▶ [Exercise]:
Output an exact reproduction of the data.

(Dataset entries)
== Segment start ==

use rand::Rng;

/// Source of randomness for the privacy transformations.
///
/// The pipeline consumes one uniform draw per token (dropping) and one
/// Laplace sample per distinct token per sentence (frequency rewriting).
/// Tests inject seeded or scripted sources; production callers use
/// [`ThreadNoise`].
pub trait NoiseSource {
    /// Uniform draw in `[0, 1)`.
    fn next_uniform(&mut self) -> f64;

    /// Zero-mean Laplace sample with the given scale parameter.
    fn next_laplace(&mut self, scale: f64) -> f64;
}

/// Inverse-CDF Laplace sample from one uniform draw in `[0, 1)`:
/// `-b * sgn(u) * ln(1 - 2|u|)` with `u = uniform - 0.5`.
///
/// The log argument is clamped away from zero for numerical stability.
pub fn laplace_from_uniform(uniform: f64, scale: f64) -> f64 {
    let u = uniform - 0.5;
    let clamped = (1.0 - 2.0 * u.abs()).clamp(f64::EPSILON, 1.0);
    -scale * u.signum() * clamped.ln()
}

/// Default noise source backed by the thread-local generator, so concurrent
/// pipeline invocations never share generator state.
#[derive(Debug, Clone, Copy, Default)]
pub struct ThreadNoise;

impl NoiseSource for ThreadNoise {
    fn next_uniform(&mut self) -> f64 {
        rand::thread_rng().gen::<f64>()
    }

    fn next_laplace(&mut self, scale: f64) -> f64 {
        laplace_from_uniform(rand::thread_rng().gen::<f64>(), scale)
    }
}

#[cfg(test)]
mod tests {
    use super::*;

    #[test]
    fn laplace_is_zero_at_median() {
        assert_eq!(laplace_from_uniform(0.5, 1.0), 0.0);
    }

    #[test]
    fn laplace_sign_follows_tail() {
        assert!(laplace_from_uniform(0.9, 1.0) > 0.0);
        assert!(laplace_from_uniform(0.1, 1.0) < 0.0);
    }

    #[test]
    fn laplace_extreme_draws_stay_finite() {
        assert!(laplace_from_uniform(0.0, 1.0).is_finite());
        assert!(laplace_from_uniform(0.999_999_999, 1.0).is_finite());
    }

    #[test]
    fn laplace_scale_is_proportional() {
        let small = laplace_from_uniform(0.9, 0.5);
        let large = laplace_from_uniform(0.9, 1.0);
        assert!((large - 2.0 * small).abs() < 1e-12);
    }

    #[test]
    fn thread_noise_uniform_in_range() {
        let mut noise = ThreadNoise;
        for _ in 0..1000 {
            let u = noise.next_uniform();
            assert!((0.0..1.0).contains(&u));
        }
    }
}
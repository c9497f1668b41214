//! Constants shared across the workspace.

/// Label emitted for positive classifications.
pub const LABEL_POSITIVE: &str = "POSITIVE";

/// Label emitted for negative classifications.
pub const LABEL_NEGATIVE: &str = "NEGATIVE";

/// Label emitted when a text carries no scorable sentiment signal.
pub const LABEL_NEUTRAL: &str = "NEUTRAL";
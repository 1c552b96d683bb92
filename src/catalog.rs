//! The E24 standard resistor catalog.
//!
//! Values are generated as `mantissa * 10^decade` rounded to one decimal
//! digit, for decades `0..DECADES`, giving 1 Ω through 910 kΩ. Iteration
//! order is ascending within a decade and decades ascend, which is the order
//! the best-pair searches rely on for tie-breaking.

use std::sync::OnceLock;

/// Base mantissas of the E24 series, one decade.
pub const E24_MANTISSAS: [f64; 24] = [
    1.0, 1.1, 1.2, 1.3, 1.5, 1.6, 1.8, 2.0, 2.2, 2.4, 2.7, 3.0, 3.3, 3.6, 3.9, 4.3, 4.7, 5.1,
    5.6, 6.2, 6.8, 7.5, 8.2, 9.1,
];

/// Number of decades covered by the catalog.
pub const DECADES: i32 = 6;

/// Total number of catalog values.
pub const CATALOG_LEN: usize = E24_MANTISSAS.len() * DECADES as usize;

/// Lazily generate every catalog value in order.
///
/// Each call starts again from 1 Ω.
pub fn all_resistor_values() -> impl Iterator<Item = f64> + Clone {
    (0..DECADES).flat_map(|decade| {
        let scale = 10f64.powi(decade);
        E24_MANTISSAS
            .iter()
            .map(move |&mantissa| round_tenths(mantissa * scale))
    })
}

/// The precomputed catalog, shared read-only across searches.
pub fn catalog() -> &'static [f64] {
    static CATALOG: OnceLock<Vec<f64>> = OnceLock::new();
    CATALOG.get_or_init(|| all_resistor_values().collect())
}

/// Check whether `value` is exactly one of the catalog values.
pub fn is_standard_value(value: f64) -> bool {
    catalog().contains(&value)
}

// Integer tenths divided by ten are correctly rounded, so 11.000000000000002
// becomes exactly 11.0.
fn round_tenths(value: f64) -> f64 {
    (value * 10.0).round() / 10.0
}

#[cfg(test)]
mod tests {
    use super::*;

    #[test]
    fn test_catalog_has_144_values() {
        assert_eq!(CATALOG_LEN, 144);
        assert_eq!(all_resistor_values().count(), 144);
        assert_eq!(catalog().len(), 144);
    }

    #[test]
    fn test_catalog_is_sorted_and_bounded() {
        let values = catalog();
        assert!(values.windows(2).all(|w| w[0] <= w[1]));
        assert_eq!(values[0], 1.0);
        assert_eq!(values[values.len() - 1], 910_000.0);
        assert!(values.iter().all(|&v| (1.0..=9_100_000.0).contains(&v)));
    }

    #[test]
    fn test_values_are_rounded() {
        let values = catalog();
        assert_eq!(values[1], 1.1);
        assert_eq!(values[25], 11.0);
        assert_eq!(values[24 * 2 + 12], 330.0);
        assert_eq!(values[24 * 3 + 16], 4700.0);
    }

    #[test]
    fn test_generation_restarts() {
        let first: Vec<f64> = all_resistor_values().take(3).collect();
        let second: Vec<f64> = all_resistor_values().take(3).collect();
        assert_eq!(first, vec![1.0, 1.1, 1.2]);
        assert_eq!(first, second);
    }

    #[test]
    fn test_is_standard_value() {
        assert!(is_standard_value(4700.0));
        assert!(is_standard_value(3.3));
        assert!(!is_standard_value(4800.0));
        assert!(!is_standard_value(1_000_000.0));
    }
}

== Segment end ==

▶ [Worked solution]:
use rand::Rng;

/// Source of randomness for the privacy transformations.
///
/// The pipeline consumes one uniform draw per token (dropping) and one
/// Laplace sample per distinct token per sentence (frequency rewriting).
/// Tests inject seeded or scripted sources; production callers use
/// [`ThreadNoise`].
pub trait NoiseSource {
    /// Uniform draw in `[0, 1)`.
    fn next_uniform(&mut self) -> f64;

    /// Zero-mean Laplace sample with the given scale parameter.
    fn next_laplace(&mut self, scale: f64) -> f64;
}

/// Inverse-CDF Laplace sample from one uniform draw in `[0, 1)`:
/// `-b * sgn(u) * ln(1 - 2|u|)` with `u = uniform - 0.5`.
///
/// The log argument is clamped away from zero for numerical stability.
pub fn laplace_from_uniform(uniform: f64, scale: f64) -> f64 {
    let u = uniform - 0.5;
    let clamped = (1.0 - 2.0 * u.abs()).clamp(f64::EPSILON, 1.0);
    -scale * u.signum() * clamped.ln()
}

/// Default noise source backed by the thread-local generator, so concurrent
/// pipeline invocations never share generator state.
#[derive(Debug, Clone, Copy, Default)]
pub struct ThreadNoise;

impl NoiseSource for ThreadNoise {
    fn next_uniform(&mut self) -> f64 {
        rand::thread_rng().gen::<f64>()
    }

    fn next_laplace(&mut self, scale: f64) -> f64 {
        laplace_from_uniform(rand::thread_rng().gen::<f64>(), scale)
    }
}

#[cfg(test)]
mod tests {
    use super::*;

    #[test]
    fn laplace_is_zero_at_median() {
        assert_eq!(laplace_from_uniform(0.5, 1.0), 0.0);
    }

    #[test]
    fn laplace_sign_follows_tail() {
        assert!(laplace_from_uniform(0.9, 1.0) > 0.0);
        assert!(laplace_from_uniform(0.1, 1.0) < 0.0);
    }

    #[test]
    fn laplace_extreme_draws_stay_finite() {
        assert!(laplace_from_uniform(0.0, 1.0).is_finite());
        assert!(laplace_from_uniform(0.999_999_999, 1.0).is_finite());
    }

    #[test]
    fn laplace_scale_is_proportional() {
        let small = laplace_from_uniform(0.9, 0.5);
        let large = laplace_from_uniform(0.9, 1.0);
        assert!((large - 2.0 * small).abs() < 1e-12);
    }

    #[test]
    fn thread_noise_uniform_in_range() {
        let mut noise = ThreadNoise;
        for _ in 0..1000 {
            let u = noise.next_uniform();
            assert!((0.0..1.0).contains(&u));
        }
    }
}
repository c9497f1668b41214
//! Constants shared across the workspace.

/// Label emitted for positive classifications.
pub const LABEL_POSITIVE: &str = "POSITIVE";

/// Label emitted for negative classifications.
pub const LABEL_NEGATIVE: &str = "NEGATIVE";

/// Label emitted when a text carries no scorable sentiment signal.
pub const LABEL_NEUTRAL: &str = "NEUTRAL";
repository 1c552b96d683bb92
filename src/catalog.rs
//! The E24 standard resistor catalog.
//!
//! Values are generated as `mantissa * 10^decade` rounded to one decimal
//! digit, for decades `0..DECADES`, giving 1 Ω through 910 kΩ. Iteration
//! order is ascending within a decade and decades ascend, which is the order
//! the best-pair searches rely on for tie-breaking.

use std::sync::OnceLock;

/// Base mantissas of the E24 series, one decade.
pub const E24_MANTISSAS: [f64; 24] = [
    1.0, 1.1, 1.2, 1.3, 1.5, 1.6, 1.8, 2.0, 2.2, 2.4, 2.7, 3.0, 3.3, 3.6, 3.9, 4.3, 4.7, 5.1,
    5.6, 6.2, 6.8, 7.5, 8.2, 9.1,
];

/// Number of decades covered by the catalog.
pub const DECADES: i32 = 6;

/// Total number of catalog values.
pub const CATALOG_LEN: usize = E24_MANTISSAS.len() * DECADES as usize;

/// Lazily generate every catalog value in order.
///
/// Each call starts again from 1 Ω.
pub fn all_resistor_values() -> impl Iterator<Item = f64> + Clone {
    (0..DECADES).flat_map(|decade| {
        let scale = 10f64.powi(decade);
        E24_MANTISSAS
            .iter()
            .map(move |&mantissa| round_tenths(mantissa * scale))
    })
}

/// The precomputed catalog, shared read-only across searches.
pub fn catalog() -> &'static [f64] {
    static CATALOG: OnceLock<Vec<f64>> = OnceLock::new();
    CATALOG.get_or_init(|| all_resistor_values().collect())
}

/// Check whether `value` is exactly one of the catalog values.
pub fn is_standard_value(value: f64) -> bool {
    catalog().contains(&value)
}

// Integer tenths divided by ten are correctly rounded, so 11.000000000000002
// becomes exactly 11.0.
fn round_tenths(value: f64) -> f64 {
    (value * 10.0).round() / 10.0
}

#[cfg(test)]
mod tests {
    use super::*;

    #[test]
    fn test_catalog_has_144_values() {
        assert_eq!(CATALOG_LEN, 144);
        assert_eq!(all_resistor_values().count(), 144);
        assert_eq!(catalog().len(), 144);
    }

    #[test]
    fn test_catalog_is_sorted_and_bounded() {
        let values = catalog();
        assert!(values.windows(2).all(|w| w[0] <= w[1]));
        assert_eq!(values[0], 1.0);
        assert_eq!(values[values.len() - 1], 910_000.0);
        assert!(values.iter().all(|&v| (1.0..=9_100_000.0).contains(&v)));
    }

    #[test]
    fn test_values_are_rounded() {
        let values = catalog();
        assert_eq!(values[1], 1.1);
        assert_eq!(values[25], 11.0);
        assert_eq!(values[24 * 2 + 12], 330.0);
        assert_eq!(values[24 * 3 + 16], 4700.0);
    }

    #[test]
    fn test_generation_restarts() {
        let first: Vec<f64> = all_resistor_values().take(3).collect();
        let second: Vec<f64> = all_resistor_values().take(3).collect();
        assert_eq!(first, vec![1.0, 1.1, 1.2]);
        assert_eq!(first, second);
    }

    #[test]
    fn test_is_standard_value() {
        assert!(is_standard_value(4700.0));
        assert!(is_standard_value(3.3));
        assert!(!is_standard_value(4800.0));
        assert!(!is_standard_value(1_000_000.0));
    }
}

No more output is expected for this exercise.